Successful healing of a nine-year tibial nonunion resistant to six previous surgical procedures was achieved by tissue engineering. We used autologous bone marrow stromal cells (BMSCs) expanded to 5 × 106 cells after three weeks’ tissue culture. Calcium sulphate (CaSO4) in pellet form was combined with these cells at operation. The nonunion was clinically and radiologically healed two months after implantation.

This is the description of on healing of a long-standing tibial nonunion by tissue engineering. The successful combination of BMSCs and CaSO4 has not to our knowledge been reported in a clinical setting.

It is estimated that over 10% of fractures might be at risk of developing delayed or nonunion.1 Some cases are refractory to all existing forms of treatment, leading to numerous operations and recurrent infections. Bone tissue engineering has great potential in the management of refractory nonunion but its translation to clinical practice has been limited, with only a few reports. Vacanti et al2 reported the successful use of a tissue-engineered distal phalanx to replace this bone in a patient who suffered partial avulsion of the thumb, and Warnke et al3 reconstructed a mandible, using a titanium construct which incorporated bone morphogenetic protein (BMP), bone blocks and stromal cells. Quarto et al4 used a graft of hydroxyapatite (HA) and stromal cells stabilised by external fixation in three patients to reconstruct 4 cm to 7 cm long bone defects, with satisfactory biomaterial incorporation and bone formation. Here, we report the successful use of cell-based tissue engineering to induce bone healing in a patient with a long-standing refractory nonunion of the tibia.

Case report

In November 1995, a 34-year-old man suffered a high-speed road traffic accident. He sustained a closed mid-shaft segmental left tibial fracture and a head injury. His tibial fracture was initially treated with intramedullary nailing.

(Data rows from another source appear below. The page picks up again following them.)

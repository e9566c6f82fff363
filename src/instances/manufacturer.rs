// Manufacturer batch-planning instances
//
// A manufacturer sets component batch levels (first stage), then produces
// two products whose component usage must stay within the batched supply.
// Product prices are uncertain in the two-stage variant: each scenario
// overrides the selling prices, and component costs are folded into the
// per-unit margins.

use crate::application::builder;
use crate::domain::{LinearExpr, Model, ModelError, Objective, RelOp, Scenario, ScenarioSet, Sense, VarId};

/// Scenario parameters overriding the product selling prices
pub const PRICE_A: &str = "price_a";
pub const PRICE_B: &str = "price_b";

#[derive(Debug, Clone)]
pub struct ManufacturerParams {
    /// Component C1/C2 units consumed per unit of product A
    pub comp_req_a: [f64; 2],
    /// Component C1/C2 units consumed per unit of product B
    pub comp_req_b: [f64; 2],
    pub comp_cost: [f64; 2],
    pub capacity_cost: [f64; 2],
    pub current_capacity: [f64; 2],
    pub capacity_limit: f64,
    /// Component units produced per batch
    pub batch_size: [f64; 2],
    pub demand_a: f64,
    pub demand_b: f64,
    pub price_a: f64,
    pub price_b: f64,
}

impl Default for ManufacturerParams {
    fn default() -> Self {
        Self {
            comp_req_a: [6.0, 8.0],
            comp_req_b: [10.0, 5.0],
            comp_cost: [0.4, 1.2],
            capacity_cost: [150.0, 180.0],
            current_capacity: [40.0, 20.0],
            capacity_limit: 120.0,
            batch_size: [60.0, 90.0],
            demand_a: 500.0,
            demand_b: 200.0,
            price_a: 50.0,
            price_b: 60.0,
        }
    }
}

impl ManufacturerParams {
    /// Per-unit margin of product A at a given selling price
    fn margin_a(&self, price: f64) -> f64 {
        price - self.comp_req_a[0] * self.comp_cost[0] - self.comp_req_a[1] * self.comp_cost[1]
    }

    fn margin_b(&self, price: f64) -> f64 {
        price - self.comp_req_b[0] * self.comp_cost[0] - self.comp_req_b[1] * self.comp_cost[1]
    }
}

/// Build the manufacturer model over an arbitrary scenario set
///
/// Component batch levels are first-stage; per-scenario production is
/// recourse bounded by demand and by the batched component supply. The
/// objective maximizes expected profit.
pub fn build(params: &ManufacturerParams, scenarios: &ScenarioSet) -> Result<Model, ModelError> {
    let mut model = Model::new("manufacturer");

    let batches_c1 = model.continuous("batches_c1")?;
    let batches_c2 = model.continuous("batches_c2")?;
    builder::capacity(
        &mut model,
        "batch_capacity",
        &[batches_c1, batches_c2],
        params.capacity_limit,
    );
    builder::minimum_level(&mut model, "c1_floor", batches_c1, params.current_capacity[0]);
    builder::minimum_level(&mut model, "c2_floor", batches_c2, params.current_capacity[1]);

    let mut first_stage = LinearExpr::new();
    first_stage.add_term(batches_c1, -params.capacity_cost[0]);
    first_stage.add_term(batches_c2, -params.capacity_cost[1]);

    let mut recourse = Vec::with_capacity(scenarios.len());
    for scenario in scenarios.iter() {
        let tag = scenario.label();
        let units_a = model.continuous(format!("units_a_{tag}"))?;
        let units_b = model.continuous(format!("units_b_{tag}"))?;

        builder::demand_limit(&mut model, format!("demand_a_{tag}"), units_a, params.demand_a);
        builder::demand_limit(&mut model, format!("demand_b_{tag}"), units_b, params.demand_b);
        component_usage(
            &mut model,
            format!("c1_usage_{tag}"),
            &[(units_a, params.comp_req_a[0]), (units_b, params.comp_req_b[0])],
            params.batch_size[0],
            batches_c1,
        );
        component_usage(
            &mut model,
            format!("c2_usage_{tag}"),
            &[(units_a, params.comp_req_a[1]), (units_b, params.comp_req_b[1])],
            params.batch_size[1],
            batches_c2,
        );

        let margin_a = params.margin_a(scenario.value_or(PRICE_A, params.price_a));
        let margin_b = params.margin_b(scenario.value_or(PRICE_B, params.price_b));
        let mut profit = LinearExpr::new();
        profit.add_term(units_a, margin_a);
        profit.add_term(units_b, margin_b);
        recourse.push(profit);
    }

    let mut per_scenario = recourse.into_iter();
    let objective = builder::compose(Sense::Maximize, first_stage, scenarios, |_| {
        per_scenario.next().unwrap_or_default()
    });
    model.set_objective(objective);
    Ok(model)
}

/// Component usage row: total consumption stays within the batched supply
fn component_usage(
    model: &mut Model,
    name: String,
    uses: &[(VarId, f64)],
    batch_size: f64,
    batches: VarId,
) {
    let mut expr = LinearExpr::new();
    for &(var, rate) in uses {
        expr.add_term(var, rate);
    }
    expr.add_term(batches, -batch_size);
    model.constrain(name, expr, RelOp::LessOrEqual, 0.0);
}

/// Deterministic instance at the book prices
pub fn deterministic() -> Result<Model, ModelError> {
    build(&ManufacturerParams::default(), &ScenarioSet::deterministic())
}

/// Two-stage instance under three price scenarios
pub fn two_stage() -> Result<Model, ModelError> {
    let scenarios = ScenarioSet::build(vec![
        Scenario::new("s1", 0.3).with(PRICE_A, 70.0).with(PRICE_B, 50.0),
        Scenario::new("s2", 0.4).with(PRICE_A, 50.0).with(PRICE_B, 60.0),
        Scenario::new("s3", 0.3).with(PRICE_A, 30.0).with(PRICE_B, 70.0),
    ])?;
    build(&ManufacturerParams::default(), &scenarios)
}

/// Capacity-expansion variant: explicit expansion variables, component batch
/// counts paying the per-batch component cost, and production capped by the
/// expanded capacity
pub fn expansion() -> Result<Model, ModelError> {
    let params = ManufacturerParams::default();
    let mut model = Model::new("manufacturer_expansion");

    let units_a = model.continuous("units_a")?;
    let units_b = model.continuous("units_b")?;
    let expand_c1 = model.continuous("expand_c1")?;
    let expand_c2 = model.continuous("expand_c2")?;
    let comp_c1 = model.continuous("comp_c1")?;
    let comp_c2 = model.continuous("comp_c2")?;

    builder::demand_limit(&mut model, "demand_a", units_a, params.demand_a);
    builder::demand_limit(&mut model, "demand_b", units_b, params.demand_b);

    // comp <= batch_size * (expansion + current_capacity)
    for (i, (comp, expand)) in [(comp_c1, expand_c1), (comp_c2, expand_c2)]
        .into_iter()
        .enumerate()
    {
        let mut expr = LinearExpr::term(comp, 1.0);
        expr.add_term(expand, -params.batch_size[i]);
        model.constrain(
            format!("c{}_production_cap", i + 1),
            expr,
            RelOp::LessOrEqual,
            params.batch_size[i] * params.current_capacity[i],
        );
    }

    // Production limited by available components
    let mut avail_a = LinearExpr::term(units_a, 1.0);
    avail_a.add_term(comp_c1, -params.comp_req_a[0]);
    avail_a.add_term(comp_c2, -params.comp_req_a[1]);
    model.constrain("a_components", avail_a, RelOp::LessOrEqual, 0.0);

    let mut avail_b = LinearExpr::term(units_b, 1.0);
    avail_b.add_term(comp_c1, -params.comp_req_b[0]);
    avail_b.add_term(comp_c2, -params.comp_req_b[1]);
    model.constrain("b_components", avail_b, RelOp::LessOrEqual, 0.0);

    let mut expr = LinearExpr::new();
    expr.add_term(units_a, params.price_a);
    expr.add_term(units_b, params.price_b);
    expr.add_term(expand_c1, -params.capacity_cost[0]);
    expr.add_term(expand_c2, -params.capacity_cost[1]);
    expr.add_term(comp_c1, -params.comp_cost[0]);
    expr.add_term(comp_c2, -params.comp_cost[1]);
    model.set_objective(Objective {
        sense: Sense::Maximize,
        expr,
    });
    Ok(model)
}
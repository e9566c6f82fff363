// Constraint templates and objective composition
//
// The recurring constraint shapes of the resource-allocation problems are
// defined once here and instantiated per scenario by the callers, so a
// deterministic model and an n-scenario stochastic model are the same code
// path at different scenario-set cardinalities.

use crate::domain::{
    LinearExpr, Model, Objective, RelOp, Scenario, ScenarioSet, Sense, VarId,
};

/// Capacity constraint: the allocation variables sum to at most `capacity`
///
/// Scenario-independent; add it once per model.
pub fn capacity(model: &mut Model, name: impl Into<String>, vars: &[VarId], capacity: f64) {
    let mut expr = LinearExpr::new();
    for &var in vars {
        expr.add_term(var, 1.0);
    }
    model.constrain(name, expr, RelOp::LessOrEqual, capacity);
}

/// Recourse balance: `yield_factor * alloc + purchase - sale >= requirement`
///
/// Production scaled by the realized yield, plus any purchased make-up
/// quantity, minus any quantity sold elsewhere, must cover a fixed
/// requirement. Instantiated once per (resource, scenario) pair.
pub fn recourse_balance(
    model: &mut Model,
    name: impl Into<String>,
    yield_factor: f64,
    alloc: VarId,
    purchase: Option<VarId>,
    sale: Option<VarId>,
    requirement: f64,
) {
    let mut expr = LinearExpr::term(alloc, yield_factor);
    if let Some(purchase) = purchase {
        expr.add_term(purchase, 1.0);
    }
    if let Some(sale) = sale {
        expr.add_term(sale, -1.0);
    }
    model.constrain(name, expr, RelOp::GreaterOrEqual, requirement);
}

/// Tiered sales cap: sales across all price tiers stay within the realized
/// yield, and the top tier is additionally capped by an external quota
pub fn tiered_sales_cap(
    model: &mut Model,
    name: impl Into<String>,
    tiers: &[VarId],
    yield_factor: f64,
    alloc: VarId,
    top_tier: VarId,
    quota: f64,
) {
    let name = name.into();
    let mut expr = LinearExpr::new();
    for &tier in tiers {
        expr.add_term(tier, 1.0);
    }
    expr.add_term(alloc, -yield_factor);
    model.constrain(format!("{name}_yield"), expr, RelOp::LessOrEqual, 0.0);
    model.constrain(
        format!("{name}_quota"),
        LinearExpr::term(top_tier, 1.0),
        RelOp::LessOrEqual,
        quota,
    );
}

/// Demand cap: a production or sales variable stays within fixed demand
pub fn demand_limit(model: &mut Model, name: impl Into<String>, var: VarId, demand: f64) {
    model.constrain(name, LinearExpr::term(var, 1.0), RelOp::LessOrEqual, demand);
}

/// Requirement floor: a variable must reach at least `minimum`
pub fn minimum_level(model: &mut Model, name: impl Into<String>, var: VarId, minimum: f64) {
    model.constrain(
        name,
        LinearExpr::term(var, 1.0),
        RelOp::GreaterOrEqual,
        minimum,
    );
}

/// Compose the single objective of a two-stage program
///
/// `first_stage` is evaluated once; `per_scenario` supplies the recourse
/// expression of each scenario, which enters the objective weighted by that
/// scenario's probability:
///
/// `first_stage + Σ_s p(s) * per_scenario(s)`
///
/// For a single-scenario set this reduces exactly to the deterministic
/// objective. The sign of every term follows from the declared sense alone;
/// callers express costs and revenues directly.
pub fn compose(
    sense: Sense,
    first_stage: LinearExpr,
    scenarios: &ScenarioSet,
    mut per_scenario: impl FnMut(&Scenario) -> LinearExpr,
) -> Objective {
    let mut expr = first_stage;
    for scenario in scenarios.iter() {
        expr += per_scenario(scenario) * scenario.probability();
    }
    Objective { sense, expr }
}

#[cfg(test)]
mod tests {
    use super::*;
    use crate::domain::Scenario;

    #[test]
    fn capacity_sums_allocations() {
        let mut model = Model::new("t");
        let x1 = model.continuous("x1").unwrap();
        let x2 = model.continuous("x2").unwrap();
        capacity(&mut model, "land", &[x1, x2], 500.0);

        let c = &model.constraints()[0];
        assert_eq!(c.expr.coefficient(x1), 1.0);
        assert_eq!(c.expr.coefficient(x2), 1.0);
        assert_eq!(c.op, RelOp::LessOrEqual);
        assert_eq!(c.rhs, 500.0);
    }

    #[test]
    fn recourse_balance_matches_template() {
        let mut model = Model::new("t");
        let acres = model.continuous("acres").unwrap();
        let bought = model.continuous("bought").unwrap();
        let sold = model.continuous("sold").unwrap();
        recourse_balance(
            &mut model,
            "wheat_low",
            2.0,
            acres,
            Some(bought),
            Some(sold),
            200.0,
        );

        let c = &model.constraints()[0];
        assert_eq!(c.expr.coefficient(acres), 2.0);
        assert_eq!(c.expr.coefficient(bought), 1.0);
        assert_eq!(c.expr.coefficient(sold), -1.0);
        assert_eq!(c.op, RelOp::GreaterOrEqual);
        assert_eq!(c.rhs, 200.0);
    }

    #[test]
    fn tiered_sales_cap_emits_yield_and_quota_rows() {
        let mut model = Model::new("t");
        let acres = model.continuous("acres").unwrap();
        let high = model.continuous("high").unwrap();
        let low = model.continuous("low").unwrap();
        tiered_sales_cap(&mut model, "beet", &[high, low], 20.0, acres, high, 6000.0);

        assert_eq!(model.constraints().len(), 2);
        let yield_row = &model.constraints()[0];
        assert_eq!(yield_row.expr.coefficient(high), 1.0);
        assert_eq!(yield_row.expr.coefficient(low), 1.0);
        assert_eq!(yield_row.expr.coefficient(acres), -20.0);
        assert_eq!(yield_row.rhs, 0.0);
        let quota_row = &model.constraints()[1];
        assert_eq!(quota_row.expr.coefficient(high), 1.0);
        assert_eq!(quota_row.rhs, 6000.0);
    }

    #[test]
    fn single_scenario_compose_collapses_to_deterministic() {
        let mut model = Model::new("t");
        let x = model.continuous("x").unwrap();
        let y = model.continuous("y").unwrap();

        let first_stage = LinearExpr::term(x, -150.0);
        let recourse = |_: &Scenario| LinearExpr::term(y, 170.0);

        let stochastic = compose(
            Sense::Maximize,
            first_stage.clone(),
            &ScenarioSet::deterministic(),
            recourse,
        );
        let deterministic = Objective {
            sense: Sense::Maximize,
            expr: first_stage + recourse(&Scenario::new("base", 1.0)),
        };
        assert_eq!(stochastic, deterministic);
    }

    #[test]
    fn compose_weights_recourse_by_probability() {
        let mut model = Model::new("t");
        let x = model.continuous("x").unwrap();
        let y = model.continuous("y").unwrap();

        let set = ScenarioSet::build(vec![
            Scenario::new("low", 0.25).with("price", 10.0),
            Scenario::new("high", 0.75).with("price", 30.0),
        ])
        .unwrap();

        let objective = compose(
            Sense::Maximize,
            LinearExpr::term(x, -5.0),
            &set,
            |s| LinearExpr::term(y, s.value_or("price", 0.0)),
        );

        assert_eq!(objective.expr.coefficient(x), -5.0);
        assert_eq!(objective.expr.coefficient(y), 0.25 * 10.0 + 0.75 * 30.0);
    }
}
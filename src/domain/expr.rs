// Linear expressions over decision variables
//
// The algebraic primitive everything else composes from: a sparse map from
// variable identity to coefficient plus a scalar constant. A variable absent
// from the map has implicit coefficient zero, and zero coefficients are never
// stored, so two expressions that are equal as functions compare equal.

use std::collections::BTreeMap;
use std::ops::{Add, AddAssign, Mul, Neg, Sub, SubAssign};

/// Identity of a decision variable within one model
#[derive(Debug, Clone, Copy, PartialEq, Eq, PartialOrd, Ord, Hash)]
pub struct VarId(pub(crate) usize);

impl VarId {
    pub fn index(self) -> usize {
        self.0
    }
}

/// Additive combination of variables with coefficients, plus a constant
#[derive(Debug, Clone, Default, PartialEq)]
pub struct LinearExpr {
    terms: BTreeMap<VarId, f64>,
    constant: f64,
}

impl LinearExpr {
    /// The zero expression
    pub fn new() -> Self {
        Self::default()
    }

    /// Expression consisting of a single term `coeff * var`
    pub fn term(var: VarId, coeff: f64) -> Self {
        let mut expr = Self::new();
        expr.add_term(var, coeff);
        expr
    }

    /// Constant expression with no variable terms
    pub fn constant(value: f64) -> Self {
        Self {
            terms: BTreeMap::new(),
            constant: value,
        }
    }

    /// Add `coeff * var` to this expression
    pub fn add_term(&mut self, var: VarId, coeff: f64) {
        let entry = self.terms.entry(var).or_insert(0.0);
        *entry += coeff;
        if *entry == 0.0 {
            self.terms.remove(&var);
        }
    }

    /// Coefficient of `var`; zero when the variable does not appear
    pub fn coefficient(&self, var: VarId) -> f64 {
        self.terms.get(&var).copied().unwrap_or(0.0)
    }

    pub fn constant_term(&self) -> f64 {
        self.constant
    }

    /// Iterate over the non-zero terms in variable order
    pub fn terms(&self) -> impl Iterator<Item = (VarId, f64)> + '_ {
        self.terms.iter().map(|(&v, &c)| (v, c))
    }

    pub fn is_constant(&self) -> bool {
        self.terms.is_empty()
    }

    /// Evaluate the expression with variable values supplied by `lookup`
    pub fn eval(&self, lookup: impl Fn(VarId) -> f64) -> f64 {
        self.terms
            .iter()
            .map(|(&v, &c)| c * lookup(v))
            .sum::<f64>()
            + self.constant
    }
}

impl Add for LinearExpr {
    type Output = LinearExpr;

    fn add(mut self, rhs: LinearExpr) -> LinearExpr {
        self += rhs;
        self
    }
}

impl AddAssign for LinearExpr {
    fn add_assign(&mut self, rhs: LinearExpr) {
        for (var, coeff) in rhs.terms {
            self.add_term(var, coeff);
        }
        self.constant += rhs.constant;
    }
}

impl Sub for LinearExpr {
    type Output = LinearExpr;

    fn sub(mut self, rhs: LinearExpr) -> LinearExpr {
        self -= rhs;
        self
    }
}

impl SubAssign for LinearExpr {
    fn sub_assign(&mut self, rhs: LinearExpr) {
        for (var, coeff) in rhs.terms {
            self.add_term(var, -coeff);
        }
        self.constant -= rhs.constant;
    }
}

impl Mul<f64> for LinearExpr {
    type Output = LinearExpr;

    fn mul(self, scale: f64) -> LinearExpr {
        if scale == 0.0 {
            return LinearExpr::new();
        }
        LinearExpr {
            terms: self
                .terms
                .into_iter()
                .map(|(v, c)| (v, c * scale))
                .collect(),
            constant: self.constant * scale,
        }
    }
}

impl Mul<LinearExpr> for f64 {
    type Output = LinearExpr;

    fn mul(self, expr: LinearExpr) -> LinearExpr {
        expr * self
    }
}

impl Neg for LinearExpr {
    type Output = LinearExpr;

    fn neg(self) -> LinearExpr {
        self * -1.0
    }
}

In 1996, he was referred with disabling pain at the fracture site. This was warm and tender and inflammatory markers were raised. Radiographs showed nonunion, with sclerosis and hypertrophy. Because of suspected infection, antibiotic treatment was started. Between 1996 and 2004, several operations were performed, including the application of a monolateral external fixatation, functional bracing, and two programmes of Ring circular external fixation with autologous bone grafting, all of which failed (Fig. 1). He agreed to have stem cell therapy with calcium sulphate (CaSO4) pellets as a carrier with the approval of the local Ethics Committee and Research Panel.

Fig. 1a, Fig. 1b

Pre-operative a) anteroposterior and b) lateral radiographs showing a ten-year-old hypertrophic tibial nonunion.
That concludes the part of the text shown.